What you will do:
Your task is to copy every line below that contains the word "const".

Supplied information:

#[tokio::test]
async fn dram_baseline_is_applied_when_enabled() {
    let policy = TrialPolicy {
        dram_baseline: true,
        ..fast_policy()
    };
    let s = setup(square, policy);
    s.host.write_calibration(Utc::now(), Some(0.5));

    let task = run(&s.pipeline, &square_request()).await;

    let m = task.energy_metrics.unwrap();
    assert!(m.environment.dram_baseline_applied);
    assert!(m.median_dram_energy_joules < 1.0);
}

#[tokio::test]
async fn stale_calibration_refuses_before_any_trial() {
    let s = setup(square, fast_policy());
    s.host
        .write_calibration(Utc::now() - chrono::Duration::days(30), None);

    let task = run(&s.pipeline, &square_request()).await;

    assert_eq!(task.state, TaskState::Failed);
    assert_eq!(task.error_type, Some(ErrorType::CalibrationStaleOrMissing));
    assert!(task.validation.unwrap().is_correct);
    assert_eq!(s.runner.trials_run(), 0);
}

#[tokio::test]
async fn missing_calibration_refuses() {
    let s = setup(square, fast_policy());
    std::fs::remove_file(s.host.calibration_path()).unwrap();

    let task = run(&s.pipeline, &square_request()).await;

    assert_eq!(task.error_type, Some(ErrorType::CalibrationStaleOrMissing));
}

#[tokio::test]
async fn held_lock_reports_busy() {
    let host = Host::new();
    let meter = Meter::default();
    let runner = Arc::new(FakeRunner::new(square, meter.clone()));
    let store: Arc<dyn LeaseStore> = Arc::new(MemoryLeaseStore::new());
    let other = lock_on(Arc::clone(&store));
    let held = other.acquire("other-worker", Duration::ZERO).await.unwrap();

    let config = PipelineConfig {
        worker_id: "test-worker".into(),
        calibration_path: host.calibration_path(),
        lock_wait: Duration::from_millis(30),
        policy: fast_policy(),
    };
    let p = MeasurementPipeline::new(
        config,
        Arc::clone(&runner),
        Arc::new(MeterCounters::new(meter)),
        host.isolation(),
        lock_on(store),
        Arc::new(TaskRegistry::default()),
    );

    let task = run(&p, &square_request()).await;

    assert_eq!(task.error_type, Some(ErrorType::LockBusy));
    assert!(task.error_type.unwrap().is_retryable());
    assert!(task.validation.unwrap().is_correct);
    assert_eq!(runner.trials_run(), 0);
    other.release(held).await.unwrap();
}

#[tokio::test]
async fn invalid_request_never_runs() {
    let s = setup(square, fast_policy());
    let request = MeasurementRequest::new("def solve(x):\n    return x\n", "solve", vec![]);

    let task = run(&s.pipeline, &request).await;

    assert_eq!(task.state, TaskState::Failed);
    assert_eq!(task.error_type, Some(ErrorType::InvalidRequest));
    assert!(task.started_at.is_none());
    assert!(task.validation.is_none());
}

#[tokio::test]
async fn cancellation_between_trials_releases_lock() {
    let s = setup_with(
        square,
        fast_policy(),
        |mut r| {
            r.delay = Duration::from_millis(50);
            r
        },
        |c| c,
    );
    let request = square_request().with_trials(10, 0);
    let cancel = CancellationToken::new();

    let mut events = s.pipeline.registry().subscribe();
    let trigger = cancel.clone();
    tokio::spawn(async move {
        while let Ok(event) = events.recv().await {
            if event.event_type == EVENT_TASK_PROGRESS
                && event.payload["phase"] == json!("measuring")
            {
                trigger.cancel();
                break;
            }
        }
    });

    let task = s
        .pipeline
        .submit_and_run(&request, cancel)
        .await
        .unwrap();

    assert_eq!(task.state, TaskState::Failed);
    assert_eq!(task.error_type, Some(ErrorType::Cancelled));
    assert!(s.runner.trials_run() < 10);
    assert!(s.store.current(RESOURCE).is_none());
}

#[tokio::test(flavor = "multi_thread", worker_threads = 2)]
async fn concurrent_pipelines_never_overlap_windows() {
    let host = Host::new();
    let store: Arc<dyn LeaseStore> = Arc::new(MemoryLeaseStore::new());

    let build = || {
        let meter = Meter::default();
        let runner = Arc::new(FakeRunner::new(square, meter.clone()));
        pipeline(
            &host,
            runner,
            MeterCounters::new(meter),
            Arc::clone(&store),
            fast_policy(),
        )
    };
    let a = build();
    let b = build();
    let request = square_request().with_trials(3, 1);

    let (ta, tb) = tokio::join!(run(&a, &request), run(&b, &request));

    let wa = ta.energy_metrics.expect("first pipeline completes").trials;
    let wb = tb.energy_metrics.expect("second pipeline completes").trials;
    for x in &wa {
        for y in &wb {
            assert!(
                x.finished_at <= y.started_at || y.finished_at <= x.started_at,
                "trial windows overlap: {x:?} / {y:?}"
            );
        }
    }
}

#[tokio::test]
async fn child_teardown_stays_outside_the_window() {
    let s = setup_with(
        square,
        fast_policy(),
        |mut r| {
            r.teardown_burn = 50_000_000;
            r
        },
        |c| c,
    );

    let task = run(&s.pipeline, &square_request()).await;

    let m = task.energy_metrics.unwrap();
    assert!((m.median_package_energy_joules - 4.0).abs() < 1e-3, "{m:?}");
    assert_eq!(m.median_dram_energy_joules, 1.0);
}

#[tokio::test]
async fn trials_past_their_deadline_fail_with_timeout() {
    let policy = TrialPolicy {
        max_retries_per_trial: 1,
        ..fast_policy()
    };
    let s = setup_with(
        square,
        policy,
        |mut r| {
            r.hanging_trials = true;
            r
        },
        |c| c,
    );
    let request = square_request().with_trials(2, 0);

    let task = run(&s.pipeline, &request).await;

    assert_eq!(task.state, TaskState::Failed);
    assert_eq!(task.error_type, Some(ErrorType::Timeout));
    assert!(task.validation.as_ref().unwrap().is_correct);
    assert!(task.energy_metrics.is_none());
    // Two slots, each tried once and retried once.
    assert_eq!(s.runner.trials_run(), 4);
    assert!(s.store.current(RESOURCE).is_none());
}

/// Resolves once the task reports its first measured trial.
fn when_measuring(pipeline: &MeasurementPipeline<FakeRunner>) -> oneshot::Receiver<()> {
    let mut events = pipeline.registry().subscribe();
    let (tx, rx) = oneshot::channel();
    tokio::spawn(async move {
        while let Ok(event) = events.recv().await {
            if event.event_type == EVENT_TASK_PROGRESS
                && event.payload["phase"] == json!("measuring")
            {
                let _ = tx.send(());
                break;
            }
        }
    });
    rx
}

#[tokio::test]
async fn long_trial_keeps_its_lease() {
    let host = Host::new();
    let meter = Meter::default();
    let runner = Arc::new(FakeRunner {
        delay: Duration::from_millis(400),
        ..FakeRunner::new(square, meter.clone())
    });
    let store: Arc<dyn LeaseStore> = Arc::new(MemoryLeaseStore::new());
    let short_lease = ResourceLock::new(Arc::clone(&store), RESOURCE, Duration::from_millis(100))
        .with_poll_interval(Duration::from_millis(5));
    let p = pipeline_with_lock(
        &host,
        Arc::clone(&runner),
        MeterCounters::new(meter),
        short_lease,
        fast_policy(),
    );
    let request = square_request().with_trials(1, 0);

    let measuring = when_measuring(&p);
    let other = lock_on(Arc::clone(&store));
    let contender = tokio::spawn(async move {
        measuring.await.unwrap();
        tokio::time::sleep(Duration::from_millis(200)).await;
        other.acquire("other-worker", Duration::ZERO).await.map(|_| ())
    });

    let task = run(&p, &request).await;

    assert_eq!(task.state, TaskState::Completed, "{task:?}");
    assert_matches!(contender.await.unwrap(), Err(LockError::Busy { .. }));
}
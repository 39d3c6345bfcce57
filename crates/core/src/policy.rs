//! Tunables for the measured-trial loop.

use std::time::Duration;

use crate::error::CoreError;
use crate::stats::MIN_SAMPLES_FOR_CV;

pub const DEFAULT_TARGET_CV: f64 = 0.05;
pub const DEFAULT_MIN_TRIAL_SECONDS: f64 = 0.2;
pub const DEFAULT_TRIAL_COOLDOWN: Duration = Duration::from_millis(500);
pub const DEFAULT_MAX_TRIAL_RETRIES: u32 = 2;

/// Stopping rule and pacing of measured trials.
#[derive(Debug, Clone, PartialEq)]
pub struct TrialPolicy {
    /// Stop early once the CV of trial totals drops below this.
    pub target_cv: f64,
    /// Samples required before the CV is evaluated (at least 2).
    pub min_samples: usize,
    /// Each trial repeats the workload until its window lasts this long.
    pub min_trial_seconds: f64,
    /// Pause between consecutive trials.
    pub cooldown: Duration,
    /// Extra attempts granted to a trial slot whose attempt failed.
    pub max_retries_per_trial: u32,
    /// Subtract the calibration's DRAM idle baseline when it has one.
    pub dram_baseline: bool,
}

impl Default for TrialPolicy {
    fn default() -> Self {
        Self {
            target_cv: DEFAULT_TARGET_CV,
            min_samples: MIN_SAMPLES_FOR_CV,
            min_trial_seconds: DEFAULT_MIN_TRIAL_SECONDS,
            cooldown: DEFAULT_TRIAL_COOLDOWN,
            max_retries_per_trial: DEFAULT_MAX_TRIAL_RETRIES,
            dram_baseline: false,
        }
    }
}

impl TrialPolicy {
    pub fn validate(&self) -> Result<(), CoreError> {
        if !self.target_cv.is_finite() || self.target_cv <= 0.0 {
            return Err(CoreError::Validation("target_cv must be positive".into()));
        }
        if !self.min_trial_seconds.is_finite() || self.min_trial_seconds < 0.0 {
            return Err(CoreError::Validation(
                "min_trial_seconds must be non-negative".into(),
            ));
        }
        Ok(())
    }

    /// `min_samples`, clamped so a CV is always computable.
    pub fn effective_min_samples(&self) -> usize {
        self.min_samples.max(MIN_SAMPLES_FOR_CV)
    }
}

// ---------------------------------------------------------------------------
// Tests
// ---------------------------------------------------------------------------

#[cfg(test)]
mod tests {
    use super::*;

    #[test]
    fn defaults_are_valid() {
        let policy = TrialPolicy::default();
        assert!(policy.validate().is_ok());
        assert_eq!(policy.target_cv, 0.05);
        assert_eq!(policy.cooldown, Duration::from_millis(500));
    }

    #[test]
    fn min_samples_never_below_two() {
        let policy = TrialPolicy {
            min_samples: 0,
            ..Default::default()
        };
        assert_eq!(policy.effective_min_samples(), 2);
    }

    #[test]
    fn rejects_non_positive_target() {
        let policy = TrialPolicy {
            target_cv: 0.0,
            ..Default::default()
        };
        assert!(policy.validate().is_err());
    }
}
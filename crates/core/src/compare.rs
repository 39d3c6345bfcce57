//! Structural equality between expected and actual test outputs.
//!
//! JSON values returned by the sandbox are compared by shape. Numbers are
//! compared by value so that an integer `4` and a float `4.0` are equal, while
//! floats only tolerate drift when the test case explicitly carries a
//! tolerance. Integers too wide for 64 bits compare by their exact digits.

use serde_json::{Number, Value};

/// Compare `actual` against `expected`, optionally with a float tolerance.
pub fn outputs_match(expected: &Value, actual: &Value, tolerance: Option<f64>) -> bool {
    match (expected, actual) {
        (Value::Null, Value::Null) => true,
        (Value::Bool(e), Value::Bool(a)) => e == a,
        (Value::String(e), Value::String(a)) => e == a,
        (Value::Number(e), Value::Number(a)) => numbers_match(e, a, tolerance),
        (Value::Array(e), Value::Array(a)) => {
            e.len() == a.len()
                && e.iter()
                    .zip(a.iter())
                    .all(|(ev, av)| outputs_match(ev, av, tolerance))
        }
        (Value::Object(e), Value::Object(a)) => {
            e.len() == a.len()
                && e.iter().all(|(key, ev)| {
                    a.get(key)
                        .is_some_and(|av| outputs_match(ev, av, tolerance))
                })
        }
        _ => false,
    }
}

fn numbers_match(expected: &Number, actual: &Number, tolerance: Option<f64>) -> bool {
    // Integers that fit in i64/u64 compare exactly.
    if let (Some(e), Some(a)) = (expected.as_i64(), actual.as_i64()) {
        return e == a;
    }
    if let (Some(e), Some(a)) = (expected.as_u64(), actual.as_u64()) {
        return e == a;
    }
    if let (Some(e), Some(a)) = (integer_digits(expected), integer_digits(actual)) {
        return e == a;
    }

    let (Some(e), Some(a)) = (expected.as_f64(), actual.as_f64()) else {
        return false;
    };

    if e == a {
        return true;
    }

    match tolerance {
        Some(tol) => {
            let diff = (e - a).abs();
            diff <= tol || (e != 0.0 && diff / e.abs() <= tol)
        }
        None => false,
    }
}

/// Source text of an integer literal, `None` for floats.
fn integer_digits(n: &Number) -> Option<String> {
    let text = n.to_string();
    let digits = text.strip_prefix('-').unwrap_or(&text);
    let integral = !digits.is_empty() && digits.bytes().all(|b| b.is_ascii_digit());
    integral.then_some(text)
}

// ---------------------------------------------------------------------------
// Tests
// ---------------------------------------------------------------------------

Problem solution:
pub const DEFAULT_TARGET_CV: f64 = 0.05;
pub const DEFAULT_MIN_TRIAL_SECONDS: f64 = 0.2;
pub const DEFAULT_TRIAL_COOLDOWN: Duration = Duration::from_millis(500);
pub const DEFAULT_MAX_TRIAL_RETRIES: u32 = 2;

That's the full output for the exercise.